Paraíso para los amantes de la fotografía y de la naturaleza. Las salinas de Torrevieja son uno de los parajes más bellos de la Costa Blanca. Un auténtico contraste cromático que va de los blancos de la sal al azul del cielo y el rojo intenso de sus aguas salinas envuelve al visitante.

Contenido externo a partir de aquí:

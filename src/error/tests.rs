//! Unit tests for error handling

use super::*;
use std::io;

#[cfg(test)]
mod cric_error_tests {
    use super::*;

    #[test]
    fn test_json_error_conversion() {
        let json_error = serde_json::from_str::<serde_json::Value>("invalid json").unwrap_err();
        let err = CricError::from(json_error);

        match err {
            CricError::Json(_) => (),
            _ => panic!("Expected Json error variant"),
        }
    }

    #[test]
    fn test_io_error_conversion() {
        let io_error = io::Error::new(io::ErrorKind::NotFound, "File not found");
        let err = CricError::from(io_error);

        match err {
            CricError::Io(_) => (),
            _ => panic!("Expected Io error variant"),
        }
    }

    #[test]
    fn test_database_error_conversion() {
        let conn = rusqlite::Connection::open_in_memory().unwrap();
        let db_error = conn.execute("SELECT * FROM no_such_table", []).unwrap_err();
        let err = CricError::from(db_error);

        match err {
            CricError::Database(_) => (),
            _ => panic!("Expected Database error variant"),
        }
    }

    #[test]
    fn test_invalid_header_error_conversion() {
        let header_error = reqwest::header::HeaderValue::from_str("invalid\nheader").unwrap_err();
        let err = CricError::from(header_error);

        match err {
            CricError::InvalidHeader(_) => (),
            _ => panic!("Expected InvalidHeader error variant"),
        }
    }

    #[test]
    fn test_parse_int_error_conversion() {
        let parse_error = "not_a_number".parse::<i64>().unwrap_err();
        let err = CricError::from(parse_error);

        match err {
            CricError::InvalidId(_) => (),
            _ => panic!("Expected InvalidId error variant"),
        }
    }

    #[test]
    fn test_missing_api_key_message() {
        let err = CricError::MissingApiKey {
            env_var: "RAPIDAPI_KEY".to_string(),
        };

        let message = err.to_string();
        assert!(message.contains("API key not provided"));
        assert!(message.contains("RAPIDAPI_KEY"));
    }

    #[test]
    fn test_fetch_error_message() {
        let err = CricError::Fetch {
            label: "series list".to_string(),
            reason: "HTTP 503".to_string(),
        };

        assert_eq!(err.to_string(), "Failed to fetch series list: HTTP 503");
    }

    #[test]
    fn test_payload_helper() {
        let err = CricError::payload("teams list", "missing field `teamId`");

        match &err {
            CricError::Payload { context, message } => {
                assert_eq!(context, "teams list");
                assert!(message.contains("teamId"));
            }
            _ => panic!("Expected Payload error variant"),
        }
        assert!(err.to_string().starts_with("Malformed teams list payload"));
    }

    #[test]
    fn test_stage_out_of_order_message() {
        let err = CricError::StageOutOfOrder {
            stage: "matches".to_string(),
            missing: "teams".to_string(),
        };

        assert_eq!(
            err.to_string(),
            "Cannot run matches stage: no teams in the database yet"
        );
    }

    #[test]
    fn test_unknown_query_message() {
        let err = CricError::UnknownQuery {
            query: "99".to_string(),
        };
        assert!(err.to_string().contains("99"));
    }

    #[test]
    fn test_error_debug_format() {
        let err = CricError::InvalidRole {
            role: "Umpire".to_string(),
        };

        let debug_string = format!("{:?}", err);
        assert!(debug_string.contains("InvalidRole"));
        assert!(debug_string.contains("Umpire"));
    }

    #[test]
    fn test_dangling_reference_message() {
        let err = CricError::DanglingReference {
            entity: "venue".to_string(),
            id: 31,
            referenced_by: "match 41881".to_string(),
        };
        assert_eq!(err.to_string(), "match 41881 references unknown venue 31");
    }

    #[test]
    fn test_invalid_endpoint_message() {
        let err = CricError::InvalidEndpoint {
            endpoint: "scorecard".to_string(),
            reason: "needs an id".to_string(),
        };
        assert_eq!(err.to_string(), "Invalid endpoint scorecard: needs an id");
    }

    #[test]
    fn test_write_query_message() {
        let err = CricError::WriteQuery {
            query: "Q99: Drop every team".to_string(),
        };
        assert_eq!(
            err.to_string(),
            "Analytics query Q99: Drop every team is not read-only"
        );
    }
}
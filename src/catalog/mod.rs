//! Read-only analytics over the cricket store
//!
//! Each query is a parameterless statement with a stable id, a display label
//! and the column names it produces. Results come back as a [`ResultTable`]
//! of JSON cells so they can be rendered as text or serialized as-is.

mod definitions;

#[cfg(test)]
mod tests;

pub use definitions::QUERIES;

use crate::error::{CricError, Result};
use crate::storage::CricketDatabase;
use rusqlite::types::ValueRef;
use serde::Serialize;
use serde_json::{Number, Value};

/// One entry of the analytics catalog.
#[derive(Debug, Clone, Copy)]
pub struct QueryDef {
    pub id: u8,
    pub label: &'static str,
    pub sql: &'static str,
    pub columns: &'static [&'static str],
}

impl QueryDef {
    /// `Q5: Calculate how many matches each team has won`
    pub fn title(&self) -> String {
        format!("Q{}: {}", self.id, self.label)
    }
}

/// Tabular query output.
#[derive(Debug, Clone, PartialEq, Serialize)]
pub struct ResultTable {
    pub columns: Vec<String>,
    pub rows: Vec<Vec<Value>>,
}

impl ResultTable {
    pub fn is_empty(&self) -> bool {
        self.rows.is_empty()
    }

    /// Index of the named column, if present.
    fn column_index(&self, name: &str) -> Option<usize> {
        self.columns.iter().position(|c| c == name)
    }

    /// Every value of one column, in row order.
    pub fn column(&self, name: &str) -> Vec<&Value> {
        match self.column_index(name) {
            Some(idx) => self.rows.iter().filter_map(|row| row.get(idx)).collect(),
            None => Vec::new(),
        }
    }
}

/// Look up a query by id: `5`, `Q5` and `q5` all name the same query.
pub fn find_query(query: &str) -> Result<&'static QueryDef> {
    let trimmed = query.trim();
    let digits = trimmed
        .strip_prefix('Q')
        .or_else(|| trimmed.strip_prefix('q'))
        .unwrap_or(trimmed);

    digits
        .parse::<u8>()
        .ok()
        .and_then(|id| QUERIES.iter().find(|q| q.id == id))
        .ok_or_else(|| CricError::UnknownQuery {
            query: query.to_string(),
        })
}

/// Execute a catalog query against the store.
pub fn run_query(db: &CricketDatabase, def: &QueryDef) -> Result<ResultTable> {
    let mut stmt = db.conn.prepare(def.sql)?;
    if !stmt.readonly() {
        return Err(CricError::WriteQuery { query: def.title() });
    }
    let columns: Vec<String> = stmt.column_names().iter().map(|c| c.to_string()).collect();
    let width = columns.len();

    let mut rows = Vec::new();
    let mut cursor = stmt.query([])?;
    while let Some(row) = cursor.next()? {
        let mut cells = Vec::with_capacity(width);
        for idx in 0..width {
            cells.push(cell_to_json(row.get_ref(idx)?));
        }
        rows.push(cells);
    }

    log::debug!("{} returned {} rows", def.title(), rows.len());
    Ok(ResultTable { columns, rows })
}

fn cell_to_json(value: ValueRef<'_>) -> Value {
    match value {
        ValueRef::Null => Value::Null,
        ValueRef::Integer(i) => Value::from(i),
        ValueRef::Real(f) => Number::from_f64(f).map(Value::Number).unwrap_or(Value::Null),
        ValueRef::Text(t) => Value::String(String::from_utf8_lossy(t).into_owned()),
        ValueRef::Blob(b) => Value::String(format!("<{} bytes>", b.len())),
    }
}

Contraste cromático en las Salinas

Su origen se remonta al siglo XVIII y son anteriores a la existencia de Torrevieja. Fue el rey Carlos IV el que dio origen a la ciudad al trasladar la administración de las Reales Salinas desde La Mata hasta la ubicación actual de la ciudad y autorizó la construcción de casas. De esta forma, Torrevieja ha quedado enclavada entre el Mar Mediterráneo, al oeste, y las dos lagunas de las salinas, una al noroeste y la otra al suroeste. Entre las dos lagunas, suman un humedal de 2.100 hectáreas en el que habitan aves migratorias como los flamencos y los zampullines, cigüeñas y rapaces como el aguilucho cenizo.



Dentro de las lagunas, la flora es inexistente dado el alto nivel de salinidad, pero alrededor se pueden encontrar estepas con saldadillas, senecios y orquídeas silvestres y un frondoso pinar.


Un grupo de flamencos en la lagua de la Mata

En la actualidad, sólo una de las lagunas que forman el parque natural está en explotación, pero su producción supera las 600.000 toneladas anuales.

La hora ideal para su visita es al amanecer o a la puesta del sol. Momentos ideales para lograr fotografías únicas.